Notes to the Consolidated Financial Statements
Nine months ended September 30, 1996 and 1995
(Unaudited)
Note 1. Interim consolidated financial statements.
In the opinion of management, the accompanying consolidated financial
statements for the nine months ended September 30, 1996 and 1995, reflect
all adjustments (consisting only of normal recurring adjustments) necessary
to present fairly the financial condition, results of operation, and cash
flows of Definition, Ltd., and subsidiaries (the "Company") and include the
accounts of the Company and all of its subsidiaries. All material
intercompany transactions and balances are eliminated.
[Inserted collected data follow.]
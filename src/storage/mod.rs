//! Storage gateway: turns an uploaded file into a stored object with a public
//! address.
//!
//! Files are checked before anything is sent to the object store, so a file
//! that is too large or not an image never costs a network round trip.

mod s3_store;

pub use s3_store::S3Client;

use std::sync::Arc;
use std::time::Duration;

use async_trait::async_trait;
use rand::{distributions::Alphanumeric, thread_rng, Rng};
use serde::Serialize;
use tracing::{debug, info};

use crate::error::{with_deadline, Access, ShareError, ShareResult};

/// Length of the random part of an object name.
const TOKEN_LEN: usize = 12;

/// Raster formats accepted for upload. Anything scriptable (SVG, HTML) is
/// refused since private objects are served from the app's own origin.
pub const ALLOWED_CONTENT_TYPES: [&str; 4] = ["image/jpeg", "image/png", "image/gif", "image/webp"];

/// Lowercased media type without parameters, or `None` if not accepted.
#[must_use]
pub fn allowed_content_type(content_type: &str) -> Option<&'static str> {
    let essence = content_type
        .split(';')
        .next()
        .unwrap_or_default()
        .trim()
        .to_ascii_lowercase();
    let essence = if essence == "image/jpg" { "image/jpeg".to_string() } else { essence };
    ALLOWED_CONTENT_TYPES.iter().copied().find(|allowed| *allowed == essence)
}

/// Object storage backend.
#[async_trait]
pub trait ObjectStore: Send + Sync {
    /// Store bytes under `key`.
    async fn put(&self, key: &str, data: &[u8], content_type: &str) -> anyhow::Result<()>;

    /// Fetch an object. Returns the data and content type, or `None` if missing.
    async fn get(&self, key: &str) -> anyhow::Result<Option<(Vec<u8>, String)>>;

    /// Address a browser can load the object from.
    fn public_url(&self, key: &str) -> String;
}

/// A file received from a client.
#[derive(Debug, Clone)]
pub struct UploadFile {
    pub file_name: String,
    pub content_type: String,
    pub bytes: Vec<u8>,
}

/// Where an uploaded file ended up.
#[derive(Debug, Clone, PartialEq, Eq, Serialize)]
pub struct StoredObject {
    /// `<owner>/<token>.<ext>`, relative to the storage prefix.
    pub path: String,
    pub public_url: String,
}

#[derive(Clone)]
pub struct StorageGateway {
    store: Arc<dyn ObjectStore>,
    prefix: String,
    max_upload_bytes: u64,
    timeout: Duration,
}

impl StorageGateway {
    #[must_use]
    pub fn new(
        store: Arc<dyn ObjectStore>,
        prefix: impl Into<String>,
        max_upload_bytes: u64,
        timeout: Duration,
    ) -> Self {
        Self {
            store,
            prefix: prefix.into(),
            max_upload_bytes,
            timeout,
        }
    }

    #[must_use]
    pub const fn max_upload_bytes(&self) -> u64 {
        self.max_upload_bytes
    }

    /// Full object key for a gateway path.
    #[must_use]
    pub fn object_key(&self, path: &str) -> String {
        format!("{}{}", self.prefix, path)
    }

    /// Check a file against the upload rules and return its normalized
    /// content type.
    ///
    /// # Errors
    ///
    /// Returns [`ShareError::Validation`] if the file is empty, too large, or
    /// not one of [`ALLOWED_CONTENT_TYPES`].
    pub fn validate(&self, file: &UploadFile) -> ShareResult<&'static str> {
        let Some(content_type) = allowed_content_type(&file.content_type) else {
            return Err(ShareError::validation(
                "Please choose a JPEG, PNG, GIF or WebP image",
            ));
        };
        if file.bytes.is_empty() {
            return Err(ShareError::validation("The file is empty"));
        }
        if file.bytes.len() as u64 > self.max_upload_bytes {
            return Err(ShareError::Validation(format!(
                "File size cannot exceed {}",
                format_size(self.max_upload_bytes)
            )));
        }
        Ok(content_type)
    }

    /// Store a file for `owner_id`.
    ///
    /// # Errors
    ///
    /// Validation errors are returned before any network call. Storage
    /// failures come back as [`ShareError::Write`], or
    /// [`ShareError::Connectivity`] on timeout.
    pub async fn upload(&self, file: &UploadFile, owner_id: &str) -> ShareResult<StoredObject> {
        if owner_id.trim().is_empty() {
            return Err(ShareError::validation("Uploads need an owner"));
        }
        let content_type = self.validate(file)?;

        let path = object_path(owner_id, &file.file_name, content_type);
        let key = self.object_key(&path);
        debug!(key = %key, size = file.bytes.len(), "Uploading media file");

        with_deadline(
            self.timeout,
            Access::Write,
            self.store.put(&key, &file.bytes, content_type),
        )
        .await?;

        let public_url = self.store.public_url(&key);
        info!(owner_id, path = %path, "Stored media file");
        Ok(StoredObject { path, public_url })
    }

    /// Whether `key` names an object this gateway uploaded.
    #[must_use]
    pub fn owns_key(&self, key: &str) -> bool {
        key.strip_prefix(self.prefix.as_str()).is_some_and(|rest| {
            !rest.is_empty() && !rest.split('/').any(|seg| seg.is_empty() || seg == "..")
        })
    }

    /// Fetch a stored object by full key.
    ///
    /// Keys outside the upload prefix are reported as missing.
    ///
    /// # Errors
    ///
    /// Returns [`ShareError::Query`] or [`ShareError::Connectivity`] on failure.
    pub async fn fetch(&self, key: &str) -> ShareResult<Option<(Vec<u8>, String)>> {
        if !self.owns_key(key) {
            debug!(key = %key, "Refusing to fetch key outside the upload prefix");
            return Ok(None);
        }
        with_deadline(self.timeout, Access::Read, self.store.get(key)).await
    }
}

impl std::fmt::Debug for StorageGateway {
    fn fmt(&self, f: &mut std::fmt::Formatter<'_>) -> std::fmt::Result {
        f.debug_struct("StorageGateway")
            .field("prefix", &self.prefix)
            .field("max_upload_bytes", &self.max_upload_bytes)
            .finish_non_exhaustive()
    }
}

/// Build `<owner>/<random token>.<ext>`.
///
/// Tokens are random and collisions are not checked.
#[must_use]
pub fn object_path(owner_id: &str, file_name: &str, content_type: &str) -> String {
    let token: String = thread_rng()
        .sample_iter(&Alphanumeric)
        .take(TOKEN_LEN)
        .map(|b| char::from(b).to_ascii_lowercase())
        .collect();

    format!("{owner_id}/{token}.{}", file_extension(file_name, content_type))
}

/// Extension for a stored file: the file name's, else one matching the
/// content type, else `bin`.
#[must_use]
pub fn file_extension(file_name: &str, content_type: &str) -> String {
    let from_name = file_name
        .rsplit_once('.')
        .map(|(_, ext)| ext.trim().to_lowercase())
        .filter(|ext| !ext.is_empty() && ext.chars().all(|c| c.is_ascii_alphanumeric()));

    from_name
        .or_else(|| {
            mime_guess::get_mime_extensions_str(content_type)
                .and_then(|exts| exts.first())
                .map(|ext| (*ext).to_string())
        })
        .unwrap_or_else(|| "bin".to_string())
}

#[must_use]
pub fn format_size(bytes: u64) -> String {
    const MIB: u64 = 1024 * 1024;
    if bytes >= MIB && bytes % MIB == 0 {
        format!("{}MB", bytes / MIB)
    } else {
        format!("{bytes} bytes")
    }
}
The financial statements included herein have been prepared by the Company,
without audit, pursuant to the rules and regulations of the Securities and
Exchange Commission. Certain information and footnote disclosures normally
included in financial statements prepared in accordance with generally
accepted accounting principles have been condensed or omitted pursuant to
such rules and regulations. It is suggested that these unaudited financial
statements be read in conjunction with the financial statements and notes
thereto included in the Company's Annual Report on Form 10-KSB filed with
the Securities and Exchange Commission for the year ended December 31, 1995.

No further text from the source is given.